If you’ve spent any time lobbing questions at ChatGPT, you’ll recognize that this platform seems to mimic human language to create (mostly) natural conversations. Sure, it misses the mark from time to time, but we’ve admittedly had conversations with real people that felt less human. Bard, too, functions as a natural language chatbot, learning from user inputs and becoming more human in the process. Where it differs, however, in its connectedness to the Internet. This means Bard has access to a greater database of knowledge and more relevant reference material –– and its knowledge doesn’t end at the year 2021, as is the case with ChatGPT. With that said, ChatGPT creator OpenAI announced that Plus users of the platform are getting an Internet connection (for $20/month) –– but, for the time being, Bard is still the best budget bet.
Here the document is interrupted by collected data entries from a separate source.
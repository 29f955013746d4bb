//! Common error types for non-volatile storage operations

/// A common error type for key/value storage operations.
///
/// This enum defines the errors that can occur when reading or writing items
/// of the non-volatile store. It is designed to be simple and portable for
/// `no_std` environments.
#[derive(Debug, PartialEq, Eq, Clone, Copy)]
pub enum Error {
    /// No item is stored under the requested key.
    NotFound,
    /// An error occurred during a read operation.
    ReadError,
    /// An error occurred during a write operation.
    WriteError,
    /// The stored item does not fit the buffer supplied by the caller.
    SizeMismatch,
    /// The store (or a record buffer) has no room left.
    Full,
    /// The stored item failed its integrity check or could not be decoded.
    Corrupted,
}

#[cfg(feature = "defmt")]
impl defmt::Format for Error {
    fn format(&self, f: defmt::Formatter) {
        match self {
            Error::NotFound => defmt::write!(f, "NotFound"),
            Error::ReadError => defmt::write!(f, "ReadError"),
            Error::WriteError => defmt::write!(f, "WriteError"),
            Error::SizeMismatch => defmt::write!(f, "SizeMismatch"),
            Error::Full => defmt::write!(f, "Full"),
            Error::Corrupted => defmt::write!(f, "Corrupted"),
        }
    }
}
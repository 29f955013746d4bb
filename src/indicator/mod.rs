//! LED outputs: relay indicators and the network status indicator.
//!
//! An indicator LED configured with `I` does double duty. It follows the state
//! of its relay, and when no dedicated `L` status LED exists it is also
//! borrowed by the network indicator, which lights it while the device is not
//! joined.

use crate::config::device::{DeviceConfig, LedSpec, NETWORK_INDICATOR_SLOTS};
use crate::hal::{Gpio, NetworkStatus, PinMode};

/// A single LED output.
#[derive(Debug, Clone, Copy, PartialEq, Eq)]
pub struct Led {
    spec: LedSpec,
}

impl Led {
    /// Wrap a configured LED.
    pub fn new(spec: LedSpec) -> Self {
        Self { spec }
    }

    /// Configure the pin as an output and switch the LED off.
    pub fn init<H: Gpio + ?Sized>(&self, hal: &mut H) {
        if let Err(e) = hal.configure(self.spec.pin, PinMode::Output) {
            warn!("led {}: init failed ({})", self.spec.pin, e);
        }
        self.set(hal, false);
    }

    /// Light or darken the LED.
    pub fn set<H: Gpio + ?Sized>(&self, hal: &mut H, on: bool) {
        hal.write(self.spec.pin, on == self.spec.active_high);
    }

    /// Underlying LED spec.
    pub fn spec(&self) -> &LedSpec {
        &self.spec
    }
}

/// LEDs showing whether the device is joined.
#[derive(Debug, Clone, PartialEq, Eq)]
pub struct NetworkIndicator {
    leds: [Option<Led>; NETWORK_INDICATOR_SLOTS],
    has_dedicated_led: bool,
    manual_state_when_connected: bool,
    status: NetworkStatus,
}

impl NetworkIndicator {
    /// Collect the LEDs assigned to the network indicator by `config`.
    pub fn new(config: &DeviceConfig) -> Self {
        let mut leds = [None; NETWORK_INDICATOR_SLOTS];
        for (slot, led) in leds.iter_mut().zip(config.network_indicator.leds.iter()) {
            *slot = led
                .and_then(|index| config.leds.get(usize::from(index)))
                .copied()
                .map(Led::new);
        }
        Self {
            leds,
            has_dedicated_led: config.network_indicator.has_dedicated_led,
            manual_state_when_connected: true,
            status: NetworkStatus::NotJoined,
        }
    }

    /// Whether a dedicated status LED is configured.
    pub fn has_dedicated_led(&self) -> bool {
        self.has_dedicated_led
    }

    /// Number of LEDs driven by the indicator.
    pub fn led_count(&self) -> usize {
        self.leds.iter().flatten().count()
    }

    /// State of the dedicated LED while joined; lit until set otherwise.
    pub fn manual_state(&self) -> bool {
        self.manual_state_when_connected
    }

    /// Last applied network status.
    pub fn status(&self) -> NetworkStatus {
        self.status
    }

    /// Set the state of the dedicated LED while joined and re-apply.
    pub fn set_manual_state<H: Gpio + ?Sized>(&mut self, hal: &mut H, on: bool) {
        self.manual_state_when_connected = on;
        self.apply(hal, self.status);
    }

    /// Drive the LEDs for `status`.
    ///
    /// Not joined (or joining) lights every LED. Joined shows the manual state
    /// on a dedicated LED and switches borrowed relay indicators off; the
    /// caller re-syncs those with their relays afterwards.
    pub fn apply<H: Gpio + ?Sized>(&mut self, hal: &mut H, status: NetworkStatus) {
        if status != self.status {
            info!("network: status {}", status);
        }
        self.status = status;
        let on = match status {
            NetworkStatus::Joined => self.has_dedicated_led && self.manual_state_when_connected,
            NetworkStatus::NotJoined | NetworkStatus::Joining => true,
        };
        for led in self.leds.iter().flatten() {
            led.set(hal, on);
        }
    }
}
One of the biggest takeaways from Google’s May 10th announcement is the wide range of plugins and integrations that it will support. These include things like Indeed and Adobe Firefly (for AI-generated imagery), but also Google’s own suite of products. With Google Bard, you can export results from Bard directly into an email or a Google Doc –– or just ask Bard to write you a response directly in Gmail. While ChatGPT does have plugins of its own, these are currently limited to paying users, whereas Bard’s advanced features are available to everyone (with a Google account, that is.)
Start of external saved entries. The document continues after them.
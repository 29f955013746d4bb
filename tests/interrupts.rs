mod common;

use rand::Rng;
use rand::SeedableRng;
use rand::rngs::StdRng;
use zbswitch::hal::{Edge, TaskId};
use zbswitch::interrupts::{Dispatcher, PinEvent, SETTLE_TRIES};

use common::{Sim, pin};

#[derive(Debug, Default)]
struct Log {
    events: Vec<(PinEvent, usize)>,
}

fn log(ctx: &mut Log, event: PinEvent, param: usize) {
    ctx.events.push((event, param));
}

/// Feed one edge and run every task that falls due.
fn burst(sim: &mut Sim, dispatcher: &mut Dispatcher<Log>, ctx: &mut Log) {
    dispatcher.on_edge_interrupt(sim);
    sim.run_for(20, |sim, task| {
        assert_eq!(task, TaskId::GpioDispatch);
        dispatcher.on_dispatch_task(sim, ctx);
    });
}

#[test]
fn test_one_dispatch_per_burst() {
    let mut sim = Sim::new();
    let mut ctx = Log::default();
    let mut dispatcher = Dispatcher::new();
    sim.levels.insert(pin("B0"), true);
    dispatcher.register(&mut sim, pin("B0"), log, 0).unwrap();
    dispatcher.register(&mut sim, pin("B1"), log, 1).unwrap();
    assert_eq!(sim.edges.get(&pin("B0")), Some(&Edge::Falling));
    assert_eq!(sim.edges.get(&pin("B1")), Some(&Edge::Rising));

    // The contact closes and bounces; the dispatcher sees only the first edge
    // because it disables every pin interrupt straight away.
    assert!(sim.set_input(pin("B0"), false));
    dispatcher.on_edge_interrupt(&mut sim);
    assert!(!sim.set_input(pin("B0"), true));
    assert!(!sim.set_input(pin("B0"), false));

    sim.run_for(20, |sim, task| {
        assert_eq!(task, TaskId::GpioDispatch);
        dispatcher.on_dispatch_task(sim, &mut ctx);
    });

    assert_eq!(dispatcher.dispatches(), 1);
    assert_eq!(ctx.events.len(), 2);
    assert_eq!(ctx.events[0], (PinEvent { pin: pin("B0"), high: false }, 0));
    assert_eq!(ctx.events[1], (PinEvent { pin: pin("B1"), high: false }, 1));
    assert_eq!(sim.edges.get(&pin("B0")), Some(&Edge::Rising));
    assert_eq!(sim.irq_enabled.get(&pin("B0")), Some(&true));
}

#[test]
fn test_converges_on_settled_level() {
    let mut rng = StdRng::seed_from_u64(42);
    for _ in 0..200 {
        let mut sim = Sim::new();
        let mut ctx = Log::default();
        let mut dispatcher = Dispatcher::new();
        dispatcher.register(&mut sim, pin("C4"), log, 9).unwrap();

        // Alternating bounce shorter than the retry ceiling, ending on the
        // settled level.
        let settled: bool = rng.gen_range(0..2) == 1;
        let flips = rng.gen_range(0..usize::from(SETTLE_TRIES) - 2);
        let script = sim.bounce.entry(pin("C4")).or_default();
        for i in (0..=flips).rev() {
            script.push_back(settled ^ (i % 2 == 1));
        }

        burst(&mut sim, &mut dispatcher, &mut ctx);

        assert_eq!(ctx.events.len(), 1);
        assert_eq!(ctx.events[0].0.high, settled);
        let expected = if settled { Edge::Falling } else { Edge::Rising };
        assert_eq!(sim.edges.get(&pin("C4")), Some(&expected));
    }
}

#[test]
fn test_endless_bounce_still_dispatches() {
    let mut sim = Sim::new();
    let mut ctx = Log::default();
    let mut dispatcher = Dispatcher::new();
    dispatcher.register(&mut sim, pin("A3"), log, 0).unwrap();
    let script = sim.bounce.entry(pin("A3")).or_default();
    for i in 0..500 {
        script.push_back(i % 2 == 0);
    }

    burst(&mut sim, &mut dispatcher, &mut ctx);
    assert_eq!(ctx.events.len(), 1);
    assert_eq!(sim.irq_enabled.get(&pin("A3")), Some(&true));
}

#[test]
fn test_unregister_mid_burst() {
    let mut sim = Sim::new();
    let mut ctx = Log::default();
    let mut dispatcher = Dispatcher::new();
    dispatcher.register(&mut sim, pin("A0"), log, 0).unwrap();
    dispatcher.register(&mut sim, pin("A1"), log, 1).unwrap();

    dispatcher.on_edge_interrupt(&mut sim);
    assert!(dispatcher.unregister(&mut sim, pin("A0")));
    sim.run_for(20, |sim, _| dispatcher.on_dispatch_task(sim, &mut ctx));

    assert_eq!(ctx.events.len(), 1);
    assert_eq!(ctx.events[0].1, 1);
    assert_eq!(sim.irq_enabled.get(&pin("A0")), Some(&false));
    assert!(!dispatcher.is_registered(pin("A0")));
}

#[test]
fn test_delay_varies_between_bursts() {
    let mut sim = Sim::new();
    let mut ctx = Log::default();
    let mut dispatcher = Dispatcher::new();
    dispatcher.register(&mut sim, pin("D1"), log, 0).unwrap();

    let mut delays = Vec::new();
    for _ in 0..6 {
        dispatcher.on_edge_interrupt(&mut sim);
        delays.push(sim.pending(TaskId::GpioDispatch).unwrap());
        sim.run_for(20, |sim, _| dispatcher.on_dispatch_task(sim, &mut ctx));
    }
    assert_eq!(delays[..3], [3, 2, 6]);
    delays.sort_unstable();
    assert_eq!(delays, vec![1, 2, 3, 4, 5, 6]);
    assert_eq!(ctx.events.len(), 6);
}
//! Stored layout version and device role.

use super::reset::ResetScheduler;
use crate::hal::{Scheduler, System};
use crate::storage::records::{self, DeviceTypeRecord, VersionRecord};
use crate::storage::{Error, KeyValueStore, items};

/// Layout version written by this firmware.
pub const NV_VERSION: u16 = 1;

/// Reboot delay after a device role change.
pub const DEVICE_TYPE_CHANGE_REBOOT_MS: u16 = 2000;

/// Network role of the device.
#[derive(Debug, Clone, Copy, PartialEq, Eq)]
pub enum DeviceType {
    /// Mains powered, routes traffic.
    Router,
    /// Sleepy end device.
    EndDevice,
}

impl DeviceType {
    /// Stored role code.
    pub fn code(self) -> u8 {
        match self {
            DeviceType::Router => 0,
            DeviceType::EndDevice => 1,
        }
    }

    /// Decode a stored role code.
    pub fn from_code(code: u8) -> Option<Self> {
        match code {
            0 => Some(DeviceType::Router),
            1 => Some(DeviceType::EndDevice),
            _ => None,
        }
    }
}

/// Outcome of [`check_version`].
#[derive(Debug, Clone, Copy, PartialEq, Eq)]
pub enum VersionCheck {
    /// No readable version was stored; the current one was written.
    Initialized,
    /// The stored version is current.
    Current,
    /// The stored version differed and was migrated.
    Migrated {
        /// Version found in storage.
        from: u16,
    },
}

/// Make sure the stored layout version is [`NV_VERSION`].
pub fn check_version<S: KeyValueStore + ?Sized>(store: &mut S) -> VersionCheck {
    let outcome = match records::load::<_, VersionRecord>(store, items::VERSION) {
        Ok(record) if record.version == NV_VERSION => return VersionCheck::Current,
        Ok(record) => {
            info!("nv: migrating layout {} -> {}", record.version, NV_VERSION);
            // No layout changes exist yet between versions.
            VersionCheck::Migrated {
                from: record.version,
            }
        }
        Err(_) => VersionCheck::Initialized,
    };
    let current = VersionRecord {
        version: NV_VERSION,
    };
    if let Err(e) = records::store(store, items::VERSION, &current) {
        error!("nv: version write failed ({})", e);
    }
    outcome
}

/// Outcome of [`check_device_type`].
#[derive(Debug, Clone, Copy, PartialEq, Eq)]
pub enum DeviceTypeCheck {
    /// No role was stored; the running one was written.
    FirstBoot,
    /// The stored role matches.
    Unchanged,
    /// The role changed; the network was left and a reboot is scheduled.
    Changed {
        /// Role found in storage, if decodable.
        from: Option<DeviceType>,
    },
}

/// Compare the stored role with the running one.
///
/// A change leaves the network and reboots after
/// [`DEVICE_TYPE_CHANGE_REBOOT_MS`] so the device rejoins in its new role.
pub fn check_device_type<H, S>(
    hal: &mut H,
    store: &mut S,
    resets: &mut ResetScheduler,
    running: DeviceType,
) -> DeviceTypeCheck
where
    H: System + Scheduler + ?Sized,
    S: KeyValueStore + ?Sized,
{
    let stored = match records::load::<_, DeviceTypeRecord>(store, items::DEVICE_TYPE) {
        Ok(record) => Some(record.role),
        Err(Error::NotFound) => None,
        Err(e) => {
            warn!("nv: device type unreadable ({})", e);
            None
        }
    };

    if stored == Some(running.code()) {
        return DeviceTypeCheck::Unchanged;
    }

    let record = DeviceTypeRecord {
        role: running.code(),
    };
    if let Err(e) = records::store(store, items::DEVICE_TYPE, &record) {
        error!("nv: device type write failed ({})", e);
    }

    match stored {
        None => DeviceTypeCheck::FirstBoot,
        Some(code) => {
            info!("device type changed {} -> {}", code, running.code());
            hal.factory_reset();
            resets.schedule_reboot(hal, DEVICE_TYPE_CHANGE_REBOOT_MS);
            DeviceTypeCheck::Changed {
                from: DeviceType::from_code(code),
            }
        }
    }
}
Google’s Bard has already shown heaps of promise, but as evidenced by factual inaccuracies made during its initial launch, it still has some room to grow. And, in fairness, it appears to have already grown quite a bit in the months between this launch and Google’s recent announcement. Likewise, it’s taken some time for ChatGPT to earn the trust of users, and the kinks still aren’t entirely worked out, but it’s a good thing that Bard and ChatGPT are still stumbling –– because it means we quickly learn how to make them better. So while some might be quick to judge AI’s shortcomings as a sign that the experiment as a whole has failed, we see them more as opportunities for groundbreaking advancements in uncharted territory.
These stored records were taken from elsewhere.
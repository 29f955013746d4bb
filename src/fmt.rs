//! Logging shims.
//!
//! These forward to `defmt` when the `defmt` feature is enabled and compile to
//! nothing otherwise. Format strings must stay within the subset understood by
//! `defmt` (`{}` placeholders only).
#![macro_use]
#![allow(unused_macros)]

macro_rules! debug {
    ($s:literal $(, $x:expr)* $(,)?) => {
        {
            #[cfg(feature = "defmt")]
            ::defmt::debug!($s $(, $x)*);
            #[cfg(not(feature = "defmt"))]
            let _ = ($( & $x ),*);
        }
    };
}

macro_rules! info {
    ($s:literal $(, $x:expr)* $(,)?) => {
        {
            #[cfg(feature = "defmt")]
            ::defmt::info!($s $(, $x)*);
            #[cfg(not(feature = "defmt"))]
            let _ = ($( & $x ),*);
        }
    };
}

macro_rules! warn {
    ($s:literal $(, $x:expr)* $(,)?) => {
        {
            #[cfg(feature = "defmt")]
            ::defmt::warn!($s $(, $x)*);
            #[cfg(not(feature = "defmt"))]
            let _ = ($( & $x ),*);
        }
    };
}

macro_rules! error {
    ($s:literal $(, $x:expr)* $(,)?) => {
        {
            #[cfg(feature = "defmt")]
            ::defmt::error!($s $(, $x)*);
            #[cfg(not(feature = "defmt"))]
            let _ = ($( & $x ),*);
        }
    };
}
ChatGPT and Google Bard are the tip (of the tip) of the iceberg when it comes to recent advancements in AI, and there are countless other AI-powered tools hitting the market –– many of which aim to directly make the lives of HR professionals easier. Things like TalentGPT and PeopleGPT have proven to be valuable AI recruiting tools, and Scribe has emerged as a game-changer when it comes to company-wide process documentation, just to name a few. For information on these AI tools and many more, check out our full list in the TroopHR AI guide.
It’s impossible to imagine what the future may hold for AI, but as HR leaders, it feels as though we’re living the future with each new advancement. Google Bard and ChatGPT are changing by the day, becoming more capable with each query. And applications like AutoGPT have emerged with the intent of making our jobs easier while empowering us to be more effective in our roles. This advent does so by incorporating an “autonomous agent”: a sort of AI-for-hire that can assist with candidate screening, performance analysis, and even employee development. These autonomous agents are especially useful for smaller teams who can benefit from an extra set of “hands,” but maybe can’t afford to bring on an extra full-time employee. Right now, AutoGPT is about the farthest thing from user-friendly. But who knows? This is AI, meaning that could change as soon as tomorrow.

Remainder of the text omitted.